O assessor especial Celso Amorim reforçou que o Brasil aceita cooperação internacional contra o crime organizado, mas rejeita qualquer pretexto para intervenção externa.

Lula reconheceu que PCC e CV são “terroristas para as comunidades brasileiras” e defendeu que o combate deve ser feito internamente, citando a Lei Antifacção já existente e a proposta de criação de um Ministério da Segurança Pública.

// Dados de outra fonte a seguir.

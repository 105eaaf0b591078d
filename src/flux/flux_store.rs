/*
    fluxsync
    https://github.com/dbalsom/fluxfox

    Copyright 2024 Daniel Balsom

    Permission is hereby granted, free of charge, to any person obtaining a
    copy of this software and associated documentation files (the “Software”),
    to deal in the Software without restriction, including without limitation
    the rights to use, copy, modify, merge, publish, distribute, sublicense,
    and/or sell copies of the Software, and to permit persons to whom the
    Software is furnished to do so, subject to the following conditions:

    The above copyright notice and this permission notice shall be included in
    all copies or substantial portions of the Software.

    THE SOFTWARE IS PROVIDED “AS IS”, WITHOUT WARRANTY OF ANY KIND, EXPRESS OR
    IMPLIED, INCLUDING BUT NOT LIMITED TO THE WARRANTIES OF MERCHANTABILITY,
    FITNESS FOR A PARTICULAR PURPOSE AND NONINFRINGEMENT. IN NO EVENT SHALL THE
    AUTHORS OR COPYRIGHT HOLDERS BE LIABLE FOR ANY CLAIM, DAMAGES OR OTHER
    LIABILITY, WHETHER IN AN ACTION OF CONTRACT, TORT OR OTHERWISE, ARISING
    FROM, OUT OF OR IN CONNECTION WITH THE SOFTWARE OR THE USE OR OTHER
    DEALINGS IN THE SOFTWARE.

    --------------------------------------------------------------------------

    src/flux/flux_store.rs

    In-memory flux samples for all stored revolutions of a single track.

    Samples are kept exactly as they appear in the image: 16-bit big-endian
    tick counts. They are converted to host order only as they are read.
*/
use crate::flux::{FluxRead, FluxSource, SCP_NS_PER_TICK, SCP_OVERFLOW_TICKS};

/// Flux samples for every stored revolution of one track, plus the read cursor used to replay
/// them.
///
/// Revolutions are stored back to back in a single buffer. `boundaries[n]` holds the index one
/// past the last sample of revolution `n`.
#[derive(Clone, Debug, Default, PartialEq, Eq)]
pub struct FluxStore {
    samples: Vec<u16>,
    boundaries: Vec<usize>,
    cursor: usize,
    revolution_end: usize,
    revolution: usize,
    index_ct: usize,
}

impl FluxStore {
    /// Create a `FluxStore` from raw big-endian samples and cumulative revolution end indices.
    /// The cursor is positioned at the start of the first revolution.
    pub(crate) fn from_raw(samples: Vec<u16>, boundaries: Vec<usize>) -> Self {
        debug_assert_eq!(boundaries.last().copied().unwrap_or(0), samples.len());
        let revolution_end = boundaries.first().copied().unwrap_or(0);
        FluxStore {
            samples,
            boundaries,
            cursor: 0,
            revolution_end,
            revolution: 0,
            index_ct: 0,
        }
    }

    /// Create a `FluxStore` from per-revolution tick counts given in host byte order.
    pub fn from_revolutions(revolutions: &[&[u16]]) -> Self {
        let mut samples = Vec::with_capacity(revolutions.iter().map(|r| r.len()).sum());
        let mut boundaries = Vec::with_capacity(revolutions.len());
        for rev in revolutions {
            samples.extend(rev.iter().map(|t| t.to_be()));
            boundaries.push(samples.len());
        }
        FluxStore::from_raw(samples, boundaries)
    }

    pub fn is_empty(&self) -> bool {
        self.boundaries.is_empty()
    }

    /// The number of revolutions held in the store.
    pub fn revolutions(&self) -> usize {
        self.boundaries.len()
    }

    /// The total number of samples across all revolutions.
    pub fn len(&self) -> usize {
        self.samples.len()
    }

    pub fn boundaries(&self) -> &[usize] {
        &self.boundaries
    }

    /// The index of the next sample to be read.
    pub fn cursor(&self) -> usize {
        self.cursor
    }

    /// The revolution currently being replayed.
    pub fn revolution(&self) -> usize {
        self.revolution
    }

    /// The number of index boundaries crossed since the store was loaded.
    pub fn index_count(&self) -> usize {
        self.index_ct
    }

    fn revolution_range(&self, rev: usize) -> Option<std::ops::Range<usize>> {
        let end = *self.boundaries.get(rev)?;
        let start = if rev == 0 { 0 } else { self.boundaries[rev - 1] };
        Some(start..end)
    }

    /// Resolve the samples of revolution `rev` into flux intervals in nanoseconds, without
    /// disturbing the read cursor. Trailing overflow samples with no terminating transition are
    /// dropped.
    pub fn intervals(&self, rev: usize) -> Option<Vec<u64>> {
        let range = self.revolution_range(rev)?;
        let mut intervals = Vec::with_capacity(range.len());
        let mut ticks = 0;
        for &raw in &self.samples[range] {
            match u16::from_be(raw) {
                0 => ticks += SCP_OVERFLOW_TICKS,
                t => {
                    intervals.push((ticks + t as u64) * SCP_NS_PER_TICK);
                    ticks = 0;
                }
            }
        }
        Some(intervals)
    }
}

impl FluxSource for FluxStore {
    /// Read the next flux interval. Zero samples are overflow markers and accumulate into the
    /// following transition. When the end of the current revolution is reached the cursor moves
    /// to the start of the next revolution in sequence and [FluxRead::Index] is returned; any
    /// pending overflow is discarded.
    fn next_flux(&mut self) -> FluxRead {
        let mut ticks: u64 = 0;

        loop {
            if self.cursor >= self.revolution_end {
                if self.boundaries.is_empty() {
                    return FluxRead::Index;
                }
                let rev = self.index_ct % self.boundaries.len();
                self.index_ct += 1;
                self.revolution = rev;
                self.revolution_end = self.boundaries[rev];
                self.cursor = if rev == 0 { 0 } else { self.boundaries[rev - 1] };
                return FluxRead::Index;
            }

            let t = u16::from_be(self.samples[self.cursor]);
            self.cursor += 1;

            if t == 0 {
                ticks += SCP_OVERFLOW_TICKS;
                continue;
            }

            ticks += t as u64;
            break;
        }

        FluxRead::Interval(ticks * SCP_NS_PER_TICK)
    }
}
//! Bounded-concurrency batch fetching.

use std::{
    io::Write,
    num::NonZeroU32,
    path::{Path, PathBuf},
    sync::Arc,
    time::Duration,
};

use reqwest::Client;
use tokio::sync::Semaphore;
use url::Url;

use crate::{
    asset::FetchJob,
    error::{KagamiError, KagamiResult},
};

/// Fetches batches of [`FetchJob`]s with a bounded number of requests in
/// flight. A failed job leaves its target file absent without aborting its
/// siblings; only an external interrupt aborts the whole batch.
pub struct ParallelFetcher {
    client: Client,
    run_id: String,
    concurrency: NonZeroU32,
    permits: Arc<Semaphore>,
    verbose: bool,
}

impl ParallelFetcher {
    pub fn new(
        client: Client,
        run_id: impl Into<String>,
        concurrency: NonZeroU32,
        verbose: bool,
    ) -> Self {
        Self {
            client,
            run_id: run_id.into(),
            concurrency,
            permits: Arc::new(Semaphore::new(concurrency.get() as usize)),
            verbose,
        }
    }

    /// Attempts every job in the batch, skipping files that already exist,
    /// and returns once in-flight connections have drained. Jobs with a
    /// scheme other than http/https fail the batch before any request is
    /// issued.
    pub async fn fetch_all(&self, jobs: Vec<FetchJob>) -> KagamiResult<()> {
        tokio::select! {
            _ = tokio::signal::ctrl_c() => Err(KagamiError::Interrupted),
            result = self.run_batch(jobs) => result,
        }
    }

    async fn run_batch(&self, jobs: Vec<FetchJob>) -> KagamiResult<()> {
        let mut batch = Vec::with_capacity(jobs.len());
        for job in jobs {
            let scheme = protocol(&job.url)?;
            batch.push((scheme, job));
        }

        let count = batch.len();
        for (i, (scheme, job)) in batch.into_iter().enumerate() {
            let permit = self.permits.clone().acquire_owned().await.unwrap();
            let client = self.client.clone();
            let run_id = self.run_id.clone();
            let verbose = self.verbose;

            tokio::spawn(async move {
                let result = download_one(client, &job, scheme, &run_id, verbose, i + 1, count).await;
                if let Err(error) = result {
                    tracing::error!("Error opening connection `{url}`: {error}", url = job.url);
                }
                drop(permit);
            });
        }

        // wait for every spawned job to finish
        let _ = self
            .permits
            .acquire_many(self.concurrency.get())
            .await
            .unwrap();

        // let in-flight connections drain before the next stage reads the files
        tokio::time::sleep(Duration::from_secs(2)).await;
        Ok(())
    }
}

async fn download_one(
    client: Client,
    job: &FetchJob,
    scheme: &'static str,
    run_id: &str,
    verbose: bool,
    index: usize,
    count: usize,
) -> KagamiResult<()> {
    if job.path.exists() {
        return Ok(());
    }

    if verbose {
        tracing::info!("[{scheme} @ {run_id}] Opening `{url}` for reading", url = job.url);
    }
    progress(index, count);

    let response = client.get(&job.url).send().await?;
    if !response.status().is_success() {
        return Err(KagamiError::HttpError(response.status()));
    }
    let bytes = response.bytes().await?;

    write_atomic(&job.path, &bytes).await
}

/// Status line each job overwrites as it starts.
fn progress(index: usize, count: usize) {
    let percentage = format!("{}%", (index as f64 / count as f64 * 100.0).round());
    print!("count={count:<4} index={index:<4} progress={percentage:<6}\r");
    let _ = std::io::stdout().flush();
}

/// Writes through a sibling temporary file so a failed download never leaves
/// partial content at `path`.
async fn write_atomic(path: &Path, bytes: &[u8]) -> KagamiResult<()> {
    let partial = partial_path(path);
    if let Err(error) = tokio::fs::write(&partial, bytes).await {
        let _ = tokio::fs::remove_file(&partial).await;
        return Err(error.into());
    }
    tokio::fs::rename(&partial, path).await?;
    Ok(())
}

fn partial_path(path: &Path) -> PathBuf {
    let mut name = path.as_os_str().to_os_string();
    name.push(".part");
    PathBuf::from(name)
}

/// Scheme of `url`, restricted to plain HTTP(S).
fn protocol(url: &str) -> KagamiResult<&'static str> {
    let parsed =
        Url::parse(url).map_err(|_| KagamiError::UnsupportedProtocol(url.to_string()))?;
    match parsed.scheme() {
        "https" => Ok("https"),
        "http" => Ok("http"),
        _ => Err(KagamiError::UnsupportedProtocol(url.to_string())),
    }
}

#[cfg(test)]
mod tests {
    use super::*;

    #[test]
    fn test_protocol() {
        assert_eq!(protocol("https://example.com/a.ts").unwrap(), "https");
        assert_eq!(protocol("http://example.com/a.ts").unwrap(), "http");
        assert!(matches!(
            protocol("ftp://example.com/a.ts"),
            Err(KagamiError::UnsupportedProtocol(_))
        ));
        assert!(matches!(
            protocol("seg-000.ts"),
            Err(KagamiError::UnsupportedProtocol(_))
        ));
    }

    #[test]
    fn test_partial_path() {
        assert_eq!(
            partial_path(Path::new("tmp/run/seg_v0.ts")),
            Path::new("tmp/run/seg_v0.ts.part")
        );
    }
}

Decisão dos EUA: Na quinta-feira (28), o secretário Marco Rubio anunciou a classificação de PCC e CV como organizações terroristas estrangeiras. A medida entra em vigor no dia 5 de junho e atende diretamente a um pedido feito por Flávio Bolsonaro durante viagem recente a Washington.

Rubio justificou a decisão citando o alcance regional das facções e o risco aos interesses de segurança nacional dos EUA.
O Planalto teme que a classificação abra caminho para sanções econômicas e financeiras contra empresas e instituições brasileiras supostamente ligadas às facções.